Hence, the at least one AI-enabled data processing algorithm operated for the purpose of the present disclosure may be any suitable data processing algorithm known in practice, such as but not limited to data processing algorithms based on (deep) reinforcement learning paradigms such as Q learning or Policy Gradient learning, or any supervised learning approach such as Support Vector Machines, Linear Discriminant Analysis, Artificial Neural Networks backpropagation learning, or unsupervised learning based of clustering or principal component analysis or other probabilistic methods, Transformer architectures, et cetera. The present method provides a tool to automatically provide artificial intelligence by assessing a human's interpretation of a perceived event in a given context, in real-time or quasi real-time after the occurrence of that event. This tool provides for both continuous and event-related monitoring of the mental processes of the human and allows an automated view in the subjective, situational observation and interpretation of a person and allows to make this information available for further processing, such as to transfer key aspects of the cognition and mindset of a human into a machine.

Building up on this, it is found that through interactive learning the artificial intelligence can home in on and converge to particular aspects of the human mindset, reflecting this person's strategies, interpretations, preferences, intelligence and moral values, for example. And the more data that become available from a person over time and in different contexts, the more history can be built-up, and a better match to that one person's intuitive intelligence is established, building up a profile/model of that human's subjective interpretations, that can be referred to as a cognitive copy.
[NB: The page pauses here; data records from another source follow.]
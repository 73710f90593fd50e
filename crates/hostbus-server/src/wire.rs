//! Event wire format
//!
//! Events cross process boundaries as length-delimited protobuf frames of
//! [`EventEnvelope`]. The envelope's `kind` oneof selects the event; tags
//! are part of the wire contract and must never be reused.
//!
//! ```text
//! message EventEnvelope {
//!   oneof kind {
//!     StreamInit          stream_init          = 1;
//!     Progress            progress             = 2;
//!     SettingsChanged     settings_changed     = 3;
//!     TranslationsChanged translations_changed = 4;
//!   }
//! }
//! ```

use crate::status::from_status;
use futures::{Stream, StreamExt};
use hostbus_application::ports::EventSource;
use hostbus_domain::error::{Error, Result};
use hostbus_domain::events::{
    Event, ProgressEvent, SettingsChangedEvent, SettingsData, TranslationCatalog,
    TranslationsChangedEvent,
};
use prost::Message;
use std::collections::BTreeMap;
use tonic::Status;

/// Top-level frame carrying exactly one event
#[derive(Clone, PartialEq, Message)]
pub struct EventEnvelope {
    /// The carried event
    #[prost(oneof = "event_envelope::Kind", tags = "1, 2, 3, 4")]
    pub kind: Option<event_envelope::Kind>,
}

/// Nested types of [`EventEnvelope`]
pub mod event_envelope {
    /// Event selector
    #[derive(Clone, PartialEq, prost::Oneof)]
    pub enum Kind {
        /// Stream established marker
        #[prost(message, tag = "1")]
        StreamInit(super::StreamInitMessage),
        /// Progress report
        #[prost(message, tag = "2")]
        Progress(super::ProgressMessage),
        /// Settings changed
        #[prost(message, tag = "3")]
        SettingsChanged(super::SettingsChangedMessage),
        /// Translations changed
        #[prost(message, tag = "4")]
        TranslationsChanged(super::TranslationsChangedMessage),
    }
}

/// Stream established marker; no fields
#[derive(Clone, PartialEq, Message)]
pub struct StreamInitMessage {}

/// Progress report
#[derive(Clone, PartialEq, Message)]
pub struct ProgressMessage {
    #[prost(float, tag = "1")]
    pub progress: f32,
    #[prost(string, optional, tag = "2")]
    pub status_text: Option<String>,
}

/// One settings entry; an absent value is a null setting
#[derive(Clone, PartialEq, Message)]
pub struct SettingEntry {
    #[prost(string, tag = "1")]
    pub key: String,
    #[prost(string, optional, tag = "2")]
    pub value: Option<String>,
}

/// Settings snapshot
#[derive(Clone, PartialEq, Message)]
pub struct SettingsDataMessage {
    #[prost(message, repeated, tag = "1")]
    pub entries: Vec<SettingEntry>,
}

/// Settings changed
#[derive(Clone, PartialEq, Message)]
pub struct SettingsChangedMessage {
    #[prost(int64, tag = "1")]
    pub version: i64,
    #[prost(message, optional, tag = "2")]
    pub data: Option<SettingsDataMessage>,
}

/// Translated texts keyed by resource key
#[derive(Clone, PartialEq, Message)]
pub struct TranslationCatalogMessage {
    #[prost(btree_map = "string, string", tag = "1")]
    pub entries: BTreeMap<String, String>,
}

/// Translations changed
#[derive(Clone, PartialEq, Message)]
pub struct TranslationsChangedMessage {
    #[prost(string, tag = "1")]
    pub location: String,
    #[prost(string, tag = "2")]
    pub culture: String,
    #[prost(int64, tag = "3")]
    pub version: i64,
    #[prost(message, optional, tag = "4")]
    pub data: Option<TranslationCatalogMessage>,
}

impl From<&Event> for EventEnvelope {
    fn from(event: &Event) -> Self {
        use event_envelope::Kind;

        let kind = match event {
            Event::StreamInit => Kind::StreamInit(StreamInitMessage {}),
            Event::Progress(progress) => Kind::Progress(ProgressMessage {
                progress: progress.progress,
                status_text: progress.status_text.clone(),
            }),
            Event::SettingsChanged(settings) => Kind::SettingsChanged(SettingsChangedMessage {
                version: settings.version,
                data: settings.data.as_ref().map(|data| SettingsDataMessage {
                    entries: data
                        .iter()
                        .map(|(key, value)| SettingEntry {
                            key: key.clone(),
                            value: value.clone(),
                        })
                        .collect(),
                }),
            }),
            Event::TranslationsChanged(translations) => {
                Kind::TranslationsChanged(TranslationsChangedMessage {
                    location: translations.location.clone(),
                    culture: translations.culture.clone(),
                    version: translations.version,
                    data: translations.data.as_ref().map(|catalog| TranslationCatalogMessage {
                        entries: catalog
                            .iter()
                            .map(|(key, text)| (key.to_string(), text.to_string()))
                            .collect(),
                    }),
                })
            }
        };
        Self { kind: Some(kind) }
    }
}

impl TryFrom<EventEnvelope> for Event {
    type Error = Error;

    fn try_from(envelope: EventEnvelope) -> Result<Self> {
        use event_envelope::Kind;

        let kind = envelope
            .kind
            .ok_or_else(|| Error::protocol("event frame carries no event"))?;
        Ok(match kind {
            Kind::StreamInit(_) => Event::StreamInit,
            Kind::Progress(progress) => {
                ProgressEvent::new(progress.progress, progress.status_text).into()
            }
            Kind::SettingsChanged(settings) => SettingsChangedEvent {
                version: settings.version,
                data: settings.data.map(|data| {
                    data.entries
                        .into_iter()
                        .map(|entry| (entry.key, entry.value))
                        .collect::<SettingsData>()
                }),
            }
            .into(),
            Kind::TranslationsChanged(translations) => TranslationsChangedEvent {
                location: translations.location,
                culture: translations.culture,
                version: translations.version,
                data: translations
                    .data
                    .map(|catalog| catalog.entries.into_iter().collect::<TranslationCatalog>()),
            }
            .into(),
        })
    }
}

/// Encode one event as a length-delimited frame
pub fn encode_event(event: &Event) -> Vec<u8> {
    EventEnvelope::from(event).encode_length_delimited_to_vec()
}

/// Decode one length-delimited frame
pub fn decode_event(frame: &[u8]) -> Result<Event> {
    let envelope = EventEnvelope::decode_length_delimited(frame)
        .map_err(|err| Error::protocol(format!("malformed event frame: {err}")))?;
    Event::try_from(envelope)
}

/// Turn a stream of received frames into an event source for a hub
///
/// Status errors are translated back into domain errors.
pub fn event_source<S>(frames: S) -> EventSource
where
    S: Stream<Item = std::result::Result<Vec<u8>, Status>> + Send + 'static,
{
    frames
        .map(|frame| match frame {
            Ok(bytes) => decode_event(&bytes),
            Err(status) => Err(from_status(&status)),
        })
        .boxed()
}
The previously mentioned ability of the AI-enabled algorithm to provoke data is particularly useful for this purpose of homing in on and converging to specific aspects. This may furthermore make use of an additional ability to repeat certain steps until specific criteria are met.

In accordance with an embodiment of the method according to the present disclosure, the information processing device is arranged for repeating the steps referring to identifying mental processes, assigning mental categories, and providing the artificial intelligence each time based on a differing selection of the collected data, until a result of human participation with the context and a result of operating with the context by the at least one data processing algorithm enabling artificial intelligence applying the mental categories match within predefined criteria. An embodiment of the present data processing method, implemented in an information processing device operating an AI-enabled data processing algorithm, comprises the steps of:

• • collecting, by the information processing device, simultaneously sensed operational data originating from a context and human bio-signal data and human conduct data relating to human participation with this context;
  • selecting, by the information processing device, based on at least one of the human bio-signal data and human conduct data, related operational data;
  • assigning, by the information processing device, based on at least one of the human bio-signal data and human conduct data, a plurality of mental categories, a mental category comprising part of the selected operational data associated with at least one of the human bio-signal data and the human conduct data corresponding to that mental category;
  • forming, by the information processing device, a collection of mental categories, wherein a collection of mental categories is at least one of a set of operational data associated with mental categories and a set of collections of mental categories;
  • comparing, by the information processing device, a result of participating with the context by the human with a result of operating with the context by the at least one data processing algorithm enabling artificial intelligence based on the collection of mental categories formed;
  • repeating, by the information processing device, the steps of assigning, forming and comparing until compared results match within predefined criteria, and
  • providing, by the information processing device, based on matching results, artificial intelligence enabling the at least one data processing algorithm to process operational data originating from a context representing human participation with the context.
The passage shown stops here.